#### Data provided ####

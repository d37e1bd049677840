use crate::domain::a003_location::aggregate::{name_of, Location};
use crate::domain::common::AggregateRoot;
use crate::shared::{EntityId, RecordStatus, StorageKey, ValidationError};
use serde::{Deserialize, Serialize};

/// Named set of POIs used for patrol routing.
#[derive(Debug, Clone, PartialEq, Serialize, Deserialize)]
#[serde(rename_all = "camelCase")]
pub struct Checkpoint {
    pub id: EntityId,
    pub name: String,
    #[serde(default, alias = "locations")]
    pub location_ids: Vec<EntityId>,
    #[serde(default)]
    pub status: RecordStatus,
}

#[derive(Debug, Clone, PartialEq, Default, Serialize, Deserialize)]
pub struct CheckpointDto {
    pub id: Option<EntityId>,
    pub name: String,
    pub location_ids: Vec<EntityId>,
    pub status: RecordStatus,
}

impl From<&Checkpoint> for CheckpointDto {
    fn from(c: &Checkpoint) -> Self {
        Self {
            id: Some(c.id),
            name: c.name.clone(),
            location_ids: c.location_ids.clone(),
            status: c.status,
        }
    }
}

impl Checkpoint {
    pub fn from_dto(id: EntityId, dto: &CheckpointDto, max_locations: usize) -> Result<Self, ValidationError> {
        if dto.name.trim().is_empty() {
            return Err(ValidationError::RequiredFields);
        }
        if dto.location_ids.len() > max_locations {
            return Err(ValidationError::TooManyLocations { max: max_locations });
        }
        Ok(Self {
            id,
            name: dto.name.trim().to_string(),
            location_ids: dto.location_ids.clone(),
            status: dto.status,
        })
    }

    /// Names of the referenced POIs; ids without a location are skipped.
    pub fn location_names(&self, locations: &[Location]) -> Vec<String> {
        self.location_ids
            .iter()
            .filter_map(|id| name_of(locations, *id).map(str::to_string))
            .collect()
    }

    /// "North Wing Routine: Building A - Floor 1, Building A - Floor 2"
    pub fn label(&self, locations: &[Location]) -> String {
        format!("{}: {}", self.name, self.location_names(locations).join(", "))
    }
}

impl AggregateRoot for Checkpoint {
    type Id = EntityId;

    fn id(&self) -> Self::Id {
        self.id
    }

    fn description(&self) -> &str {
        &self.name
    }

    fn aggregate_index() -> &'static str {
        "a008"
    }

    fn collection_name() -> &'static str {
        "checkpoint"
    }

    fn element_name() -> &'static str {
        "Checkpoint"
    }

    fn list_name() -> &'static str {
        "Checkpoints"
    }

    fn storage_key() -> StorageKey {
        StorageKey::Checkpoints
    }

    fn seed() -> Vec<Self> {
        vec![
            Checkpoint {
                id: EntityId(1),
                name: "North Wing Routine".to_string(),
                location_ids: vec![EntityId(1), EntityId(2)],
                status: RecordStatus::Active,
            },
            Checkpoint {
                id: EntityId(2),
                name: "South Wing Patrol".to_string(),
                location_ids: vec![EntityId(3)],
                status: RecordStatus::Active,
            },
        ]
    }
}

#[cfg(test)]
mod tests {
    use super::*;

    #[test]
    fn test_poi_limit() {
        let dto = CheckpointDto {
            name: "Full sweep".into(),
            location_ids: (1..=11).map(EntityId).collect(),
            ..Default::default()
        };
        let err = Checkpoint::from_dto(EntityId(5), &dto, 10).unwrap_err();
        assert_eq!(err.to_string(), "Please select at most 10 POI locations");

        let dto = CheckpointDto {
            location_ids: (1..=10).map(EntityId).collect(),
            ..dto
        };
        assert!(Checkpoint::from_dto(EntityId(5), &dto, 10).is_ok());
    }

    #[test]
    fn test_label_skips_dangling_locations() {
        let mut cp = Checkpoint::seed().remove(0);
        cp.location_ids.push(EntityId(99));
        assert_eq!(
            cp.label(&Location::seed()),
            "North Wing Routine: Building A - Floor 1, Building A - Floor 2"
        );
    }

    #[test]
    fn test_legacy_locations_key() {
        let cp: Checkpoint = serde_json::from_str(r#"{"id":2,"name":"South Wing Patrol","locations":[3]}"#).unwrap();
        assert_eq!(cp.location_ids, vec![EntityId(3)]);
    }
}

####

> Instructions to follow
From the first line of the entries above to the line with "type Id = EntityId;", please return every line exactly, keeping both ends.

> Answer area
repository d37e1bd049677840
use crate::domain::a003_location::aggregate::{name_of, Location};
use crate::domain::common::AggregateRoot;
use crate::shared::{EntityId, RecordStatus, StorageKey, ValidationError};
use serde::{Deserialize, Serialize};

/// Named set of POIs used for patrol routing.
#[derive(Debug, Clone, PartialEq, Serialize, Deserialize)]
#[serde(rename_all = "camelCase")]
pub struct Checkpoint {
    pub id: EntityId,
    pub name: String,
    #[serde(default, alias = "locations")]
    pub location_ids: Vec<EntityId>,
    #[serde(default)]
    pub status: RecordStatus,
}

#[derive(Debug, Clone, PartialEq, Default, Serialize, Deserialize)]
pub struct CheckpointDto {
    pub id: Option<EntityId>,
    pub name: String,
    pub location_ids: Vec<EntityId>,
    pub status: RecordStatus,
}

impl From<&Checkpoint> for CheckpointDto {
    fn from(c: &Checkpoint) -> Self {
        Self {
            id: Some(c.id),
            name: c.name.clone(),
            location_ids: c.location_ids.clone(),
            status: c.status,
        }
    }
}

impl Checkpoint {
    pub fn from_dto(id: EntityId, dto: &CheckpointDto, max_locations: usize) -> Result<Self, ValidationError> {
        if dto.name.trim().is_empty() {
            return Err(ValidationError::RequiredFields);
        }
        if dto.location_ids.len() > max_locations {
            return Err(ValidationError::TooManyLocations { max: max_locations });
        }
        Ok(Self {
            id,
            name: dto.name.trim().to_string(),
            location_ids: dto.location_ids.clone(),
            status: dto.status,
        })
    }

    /// Names of the referenced POIs; ids without a location are skipped.
    pub fn location_names(&self, locations: &[Location]) -> Vec<String> {
        self.location_ids
            .iter()
            .filter_map(|id| name_of(locations, *id).map(str::to_string))
            .collect()
    }

    /// "North Wing Routine: Building A - Floor 1, Building A - Floor 2"
    pub fn label(&self, locations: &[Location]) -> String {
        format!("{}: {}", self.name, self.location_names(locations).join(", "))
    }
}

impl AggregateRoot for Checkpoint {
    type Id = EntityId;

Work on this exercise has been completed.